DIRECTIONS
Your answer should be one number: the count of lines below that contain "cursor".

DATA

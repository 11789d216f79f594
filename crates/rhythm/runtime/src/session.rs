use std::sync::Arc;

use chrono::{DateTime, Utc};
use rhythm_sandbox::{Decision, FetchSettings, RhythmContext, SandboxLimits};
use rhythm_types::{KindredMap, Post, PostQuery, SortRequest, SortResult};
use uuid::Uuid;

/// Everything one `RunRhythm` owns. Built fresh for each request and dropped
/// when the run reports.
#[derive(Debug)]
pub struct SessionState {
    pub id: Uuid,
    pub started_at: DateTime<Utc>,
    pub request: SortRequest,
    context: Arc<RhythmContext>,
    posts: Vec<Post>,
    cursor: usize,
}

impl SessionState {
    pub fn new(request: SortRequest, kindred: Arc<KindredMap>) -> Self {
        let context = RhythmContext::new(kindred, request.client_params.clone());
        Self {
            id: Uuid::new_v4(),
            started_at: Utc::now(),
            request,
            context,
            posts: Vec::new(),
            cursor: 0,
        }
    }

    pub fn context(&self) -> &Arc<RhythmContext> {
        &self.context
    }

    /// Combine the request with the Rhythm's declared settings.
    ///
    /// A window declared by the Rhythm replaces the request's window whole;
    /// its bounds are never mixed with the request's.
    pub fn post_query(&self, settings: &FetchSettings, limits: &SandboxLimits) -> PostQuery {
        let qty = settings
            .qty
            .unwrap_or(limits.default_post_quantity)
            .min(limits.max_posts);
        let (from_ts, to_ts) = if settings.window_declared {
            (settings.from_ts, settings.to_ts)
        } else {
            (self.request.posts_from_ts, self.request.posts_to_ts)
        };
        PostQuery {
            qty,
            from_ts,
            to_ts,
            with_content: settings.with_content,
            search_phrase: settings.search_phrase.clone(),
            search_title: settings.search_title,
            search_other_fields: settings.search_other_fields,
            sort_type: self.request.sort_type,
            streams: self.request.target_streams.clone(),
            top_parent_post_id: self.request.top_parent_post_id,
        }
    }

    /// Install the fetched posts. Any `sort` the source sent is discarded.
    pub fn load_posts(&mut self, mut posts: Vec<Post>) {
        for post in &mut posts {
            post.sort = None;
        }
        self.posts = posts;
        self.cursor = 0;
    }

    pub fn post_count(&self) -> usize {
        self.posts.len()
    }

    /// The post `main` should see next.
    pub fn current(&self) -> Option<&Post> {
        self.posts.get(self.cursor)
    }

    /// Apply the decision for the current post and advance the cursor.
    pub fn record(&mut self, decision: Decision) {
        if let Some(post) = self.posts.get_mut(self.cursor) {
            post.sort = decision.score();
            self.cursor += 1;
        }
    }

    pub fn is_exhausted(&self) -> bool {
        self.cursor >= self.posts.len()
    }

    pub fn take_posts(&mut self) -> Vec<Post> {
        std::mem::take(&mut self.posts)
    }

    pub fn result(&self, posts: Vec<Post>) -> SortResult {
        SortResult {
            posts,
            sort_type: self.request.sort_type,
            top_parent_post_id: self.request.top_parent_post_id,
        }
    }
}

ANSWER BOX
8